Data listing:
//! Charge point runtime
//!
//! Wires the components together and drives the event loop: link events
//! into the dispatcher, boot handshake on connect, heartbeat and
//! clock-aligned timers, reservation expiry and runtime commands
//! (reset, reconnect).

use std::sync::{Arc, Mutex};
use std::time::Duration;

use chrono::Utc;
use serde_json::json;
use tokio::sync::mpsc;
use tokio::task::JoinHandle;
use tracing::{error, info, warn};

use crate::boot::{BootCoordinator, BootOutcome};
use crate::config::AppConfig;
use crate::device_model::{ConfigChange, DeviceModel, KnownKey};
use crate::dispatcher::{Dispatcher, ResetKind, RuntimeCommand};
use crate::drivers::{CertStore, EvseDriver, FileAgent, PowerMeterReading};
use crate::link::{LinkEvent, WebSocketLink};
use crate::queue::{MessageQueue, QueueKind};
use crate::smart_charging::SmartChargingHandler;
use crate::storage::Storage;
use crate::support::security::SecurityEvent;
use crate::transaction::TransactionManager;

/// How often expired reservations are collected.
const RESERVATION_SWEEP_INTERVAL: Duration = Duration::from_secs(30);

pub struct ChargePoint {
    me: std::sync::Weak<ChargePoint>,
    pub device_model: Arc<DeviceModel>,
    pub queue: Arc<MessageQueue>,
    pub storage: Arc<dyn Storage>,
    pub transactions: Arc<TransactionManager>,
    pub smart_charging: Arc<SmartChargingHandler>,
    pub boot: Arc<BootCoordinator>,
    pub dispatcher: Arc<Dispatcher>,
    link: Arc<WebSocketLink>,
    events: Mutex<Option<mpsc::UnboundedReceiver<LinkEvent>>>,
    commands: Mutex<Option<mpsc::UnboundedReceiver<RuntimeCommand>>>,
    command_tx: mpsc::UnboundedSender<RuntimeCommand>,
    wire: Mutex<Option<mpsc::UnboundedSender<String>>>,
}

impl ChargePoint {
    pub async fn new(
        config: &AppConfig,
        storage: Arc<dyn Storage>,
        evse: Arc<dyn EvseDriver>,
        cert_store: Arc<dyn CertStore>,
        file_agent: Arc<dyn FileAgent>,
    ) -> Arc<Self> {
        let device_model = Arc::new(DeviceModel::with_store(storage.clone()));
        if let Ok(snapshot) = storage.load_config().await {
            device_model.load_snapshot(snapshot);
        }
        Self::seed_identity(&device_model, config).await;

        let queue = Arc::new(MessageQueue::new(device_model.clone()));
        let smart_charging = Arc::new(SmartChargingHandler::new(
            device_model.clone(),
            storage.clone(),
        ));
        smart_charging.restore().await;

        let transactions = TransactionManager::new(
            device_model.clone(),
            queue.clone(),
            storage.clone(),
            evse.clone(),
            smart_charging.clone(),
        );
        transactions.initialize().await;

        let boot = Arc::new(BootCoordinator::new(device_model.clone(), queue.clone()));

        let (command_tx, command_rx) = mpsc::unbounded_channel();
        let dispatcher = Dispatcher::new(
            device_model.clone(),
            queue.clone(),
            storage.clone(),
            transactions.clone(),
            smart_charging.clone(),
            boot.clone(),
            cert_store.clone(),
            file_agent,
            evse,
            command_tx.clone(),
        );

        let (event_tx, event_rx) = mpsc::unbounded_channel();
        let link = Arc::new(WebSocketLink::new(
            device_model.clone(),
            cert_store,
            queue.clone(),
            event_tx,
        ));

        Arc::new_cyclic(|me| Self {
            me: me.clone(),
            device_model,
            queue,
            storage,
            transactions,
            smart_charging,
            boot,
            dispatcher,
            link,
            events: Mutex::new(Some(event_rx)),
            commands: Mutex::new(Some(command_rx)),
            command_tx,
            wire: Mutex::new(None),
        })
    }

    fn me(&self) -> Arc<Self> {
        self.me.upgrade().expect("charge point dropped while in use")
    }

    async fn seed_identity(device_model: &DeviceModel, config: &AppConfig) {
        let station = &config.station;
        device_model
            .set_internal(KnownKey::ChargePointId, &station.id)
            .await;
        device_model
            .set_internal(KnownKey::ChargePointModel, &station.model)
            .await;
        device_model
            .set_internal(KnownKey::ChargePointVendor, &station.vendor)
            .await;
        device_model
            .set_internal(
                KnownKey::NumberOfConnectors,
                &station.number_of_connectors.to_string(),
            )
            .await;
        if let Some(firmware) = &station.firmware_version {
            device_model
                .set_internal(KnownKey::FirmwareVersion, firmware)
                .await;
        }
        if let Some(serial) = &station.serial_number {
            device_model
                .set_internal(KnownKey::ChargePointSerialNumber, serial)
                .await;
        }
        device_model
            .set_internal(KnownKey::CentralSystemURI, &config.central_system.url)
            .await;
        device_model
            .set_internal(
                KnownKey::SecurityProfile,
                &config.central_system.security_profile.to_string(),
            )
            .await;
        if let Some(key) = &config.central_system.authorization_key {
            device_model
                .set_internal(KnownKey::AuthorizationKey, key)
                .await;
        }
    }

    // ── EVSE-facing API ────────────────────────────────────────

    /// Present a tag at the reader.
    pub async fn authorize(
        &self,
        id_tag: &str,
    ) -> rust_ocpp::v1_6::types::AuthorizationStatus {
        self.transactions.authorize_id_tag(id_tag).await
    }

    /// Cable plugged into a connector.
    pub fn plug_in(&self, connector_id: i32, energy_wh: f64) {
        self.transactions
            .start_session(connector_id, Utc::now(), energy_wh, None);
    }

    /// Cable removed from a connector.
    pub async fn plug_out(&self, connector_id: i32) {
        self.transactions.stop_session(connector_id).await;
    }

    /// New meter reading for a connector.
    pub fn receive_power_meter(&self, connector_id: i32, reading: PowerMeterReading) {
        self.transactions.receive_power_meter(connector_id, reading);
    }

    // ── Runtime ────────────────────────────────────────────────

    /// Run until a Reset is requested; returns its kind so the caller can
    /// exit (hard) or restart the stack (soft).
    pub async fn run(&self) -> ResetKind {
        let mut events = self
            .events
            .lock()
            .unwrap()
            .take()
            .expect("run() called twice");
        let mut commands = self.commands.lock().unwrap().take().expect("run() called twice");

        tokio::spawn(self.queue.clone().run());
        let mut link_task = tokio::spawn(self.link.clone().run());

        let heartbeat = self.spawn_heartbeat();
        let clock_aligned = self.spawn_clock_aligned();
        let reservations = self.spawn_reservation_sweep();
        let mut config_changes = self.device_model.subscribe();
        let mut current_profile = self.device_model.security_profile();

        self.dispatcher
            .security_event(SecurityEvent::StartupOfTheDevice, None);

        let reset = loop {
            tokio::select! {
                event = events.recv() => {
                    match event {
                        Some(LinkEvent::Connected(sender)) => {
                            *self.wire.lock().unwrap() = Some(sender);
                            self.boot.on_connected();
                            self.drive_boot();
                        }
                        Some(LinkEvent::Disconnected) => {
                            self.boot.on_disconnected();
                        }
                        Some(LinkEvent::Message(text)) => {
                            if let Some(response) = self.dispatcher.handle(&text).await {
                                self.send_raw(response);
                            }
                        }
                        Some(LinkEvent::CertificateExpiresIn(seconds)) => {
                            info!(seconds, "Client certificate expiry; reconnect scheduled");
                            let command_tx = self.command_tx.clone();
                            tokio::spawn(async move {
                                tokio::time::sleep(Duration::from_secs(seconds.max(0) as u64)).await;
                                let _ = command_tx.send(RuntimeCommand::Reconnect);
                            });
                        }
                        None => {
                            error!("Link event channel closed");
                            break ResetKind::Soft;
                        }
                    }
                }

                command = commands.recv() => {
                    match command {
                        Some(RuntimeCommand::Reset(kind)) => {
                            info!(?kind, "Reset requested");
                            break kind;
                        }
                        Some(RuntimeCommand::Reconnect) => {
                            info!("Reconnecting on request");
                            link_task.abort();
                            self.queue.pause();
                            self.boot.on_disconnected();
                            link_task = tokio::spawn(self.link.clone().run());
                        }
                        None => break ResetKind::Soft,
                    }
                }

                change = config_changes.recv() => {
                    match change {
                        Ok(ConfigChange::AuthorizationKeyChanged) => {
                            let _ = self.command_tx.send(RuntimeCommand::Reconnect);
                        }
                        Ok(ConfigChange::SecurityProfile(profile)) => {
                            // if the higher profile cannot connect, the
                            // link falls back to the one that worked
                            if profile > current_profile {
                                self.link.arm_security_profile_fallback(current_profile);
                            }
                            current_profile = profile;
                            let _ = self.command_tx.send(RuntimeCommand::Reconnect);
                        }
                        Ok(ConfigChange::MeterValueSampleInterval(_)) => {
                            self.transactions.restart_samplers();
                        }
                        // heartbeat / clock-aligned tasks re-read their
                        // intervals every cycle
                        Ok(_) => {}
                        Err(_) => {}
                    }
                }
            }
        };

        link_task.abort();
        heartbeat.abort();
        clock_aligned.abort();
        reservations.abort();
        reset
    }

    fn send_raw(&self, frame: String) {
        let wire = self.wire.lock().unwrap();
        match wire.as_ref() {
            Some(sender) => {
                if sender.send(frame).is_err() {
                    warn!("Wire sender closed while responding");
                }
            }
            None => warn!("No connection to send response on"),
        }
    }

    /// Retry BootNotification until the central system accepts.
    fn drive_boot(&self) {
        let point = self.me();
        tokio::spawn(async move {
            loop {
                match point.boot.boot().await {
                    BootOutcome::Accepted { .. } => {
                        point.transactions.send_all_status_notifications();
                        break;
                    }
                    BootOutcome::RetryAfter(delay) => {
                        tokio::time::sleep(delay).await;
                    }
                    BootOutcome::Offline => break,
                }
            }
        });
    }

    fn spawn_heartbeat(&self) -> JoinHandle<()> {
        let point = self.me();
        tokio::spawn(async move {
            loop {
                let interval = point.device_model.heartbeat_interval().max(10) as u64;
                tokio::time::sleep(Duration::from_secs(interval)).await;
                if point.boot.allowed_to_send("Heartbeat") {
                    point.queue.enqueue("Heartbeat", json!({}), QueueKind::Normal);
                }
            }
        })
    }

    fn spawn_clock_aligned(&self) -> JoinHandle<()> {
        let point = self.me();
        tokio::spawn(async move {
            loop {
                let interval = point.device_model.clock_aligned_data_interval() as i64;
                if interval <= 0 {
                    tokio::time::sleep(Duration::from_secs(60)).await;
                    continue;
                }
                let wait =
                    crate::transaction::metering::seconds_to_next_clock_aligned(Utc::now(), interval);
                tokio::time::sleep(Duration::from_secs(wait as u64)).await;
                if point.boot.allowed_to_send("MeterValues") {
                    point.transactions.sample_clock_aligned();
                }
            }
        })
    }

    fn spawn_reservation_sweep(&self) -> JoinHandle<()> {
        let point = self.me();
        tokio::spawn(async move {
            loop {
                tokio::time::sleep(RESERVATION_SWEEP_INTERVAL).await;
                point.transactions.expire_reservations();
            }
        })
    }
}
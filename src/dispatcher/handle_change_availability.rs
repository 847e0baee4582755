//! ChangeAvailability handler
//!
//! A connector with a running transaction answers `Scheduled`; the change
//! applies when the transaction's StopTransactionResponse arrives.
//! Connector 0 fans out to every connector.

use std::sync::Arc;

use rust_ocpp::v1_6::messages::change_availability::{
    ChangeAvailabilityRequest, ChangeAvailabilityResponse,
};
use rust_ocpp::v1_6::types::AvailabilityType;
use serde_json::Value;
use tracing::info;

use crate::connector::Availability;
use crate::support::errors::CallErrorCode;

use super::{parse_payload, Dispatcher};

pub async fn handle(
    dispatcher: &Arc<Dispatcher>,
    payload: &Value,
) -> Result<Value, (CallErrorCode, String)> {
    let req: ChangeAvailabilityRequest = parse_payload(payload)?;

    info!(connector_id = req.connector_id, kind = ?req.kind, "ChangeAvailability");

    let availability = match req.kind {
        AvailabilityType::Operative => Availability::Operative,
        AvailabilityType::Inoperative => Availability::Inoperative,
    };

    let status = dispatcher
        .transactions
        .change_availability(req.connector_id as i32, availability)
        .await;

    let response = ChangeAvailabilityResponse { status };
    Ok(serde_json::to_value(&response).unwrap_or_default())
}
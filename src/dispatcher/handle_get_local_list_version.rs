//! GetLocalListVersion handler

use std::sync::Arc;

use rust_ocpp::v1_6::messages::get_local_list_version::{
    GetLocalListVersionRequest, GetLocalListVersionResponse,
};
use serde_json::Value;
use tracing::info;

use crate::support::errors::CallErrorCode;

use super::{parse_payload, Dispatcher};

pub async fn handle(
    dispatcher: &Arc<Dispatcher>,
    payload: &Value,
) -> Result<Value, (CallErrorCode, String)> {
    let _req: GetLocalListVersionRequest = parse_payload(payload)?;

    // -1 advertises that local list management is disabled
    let list_version = if dispatcher.device_model.local_auth_list_enabled() {
        dispatcher.storage.local_list_version().await.unwrap_or(0)
    } else {
        -1
    };

    info!(list_version, "GetLocalListVersion");

    let response = GetLocalListVersionResponse { list_version };
    Ok(serde_json::to_value(&response).unwrap_or_default())
}
//! Power meter reading bundle
//!
//! The meter hardware pushes one bundle per connector at its own cadence;
//! sampling picks fields out of the latest bundle per configured
//! measurand and phase.

/// One quantity with per-phase breakdown. Absent fields are simply not
/// provided by the meter.
#[derive(Debug, Clone, Copy, Default, PartialEq)]
pub struct Measurement {
    pub total: Option<f64>,
    pub l1: Option<f64>,
    pub l2: Option<f64>,
    pub l3: Option<f64>,
}

impl Measurement {
    pub fn total(value: f64) -> Self {
        Self {
            total: Some(value),
            ..Default::default()
        }
    }
}

/// A complete reading pushed by the meter.
#[derive(Debug, Clone, Default)]
pub struct PowerMeterReading {
    /// Unix timestamp (seconds) of the reading.
    pub timestamp: i64,
    pub energy_wh_import: Measurement,
    pub energy_wh_export: Measurement,
    pub power_w: Measurement,
    pub voltage_v: Measurement,
    pub current_a: Measurement,
    pub frequency_hz: Measurement,
    /// State of charge in percent, for vehicles that report it.
    pub soc_percent: Option<f64>,
}

impl PowerMeterReading {
    /// Shorthand for a bundle carrying only an imported-energy register.
    pub fn energy(timestamp: i64, energy_wh: f64) -> Self {
        Self {
            timestamp,
            energy_wh_import: Measurement::total(energy_wh),
            ..Default::default()
        }
    }
}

Task details:
Using the listing above, gather each line that holds the string "storage" and copy it.

Solution below:
use crate::storage::Storage;
    pub storage: Arc<dyn Storage>,
        storage: Arc<dyn Storage>,
        let device_model = Arc::new(DeviceModel::with_store(storage.clone()));
        if let Ok(snapshot) = storage.load_config().await {
            storage.clone(),
            storage.clone(),
            storage.clone(),
            storage,
        dispatcher.storage.local_list_version().await.unwrap_or(0)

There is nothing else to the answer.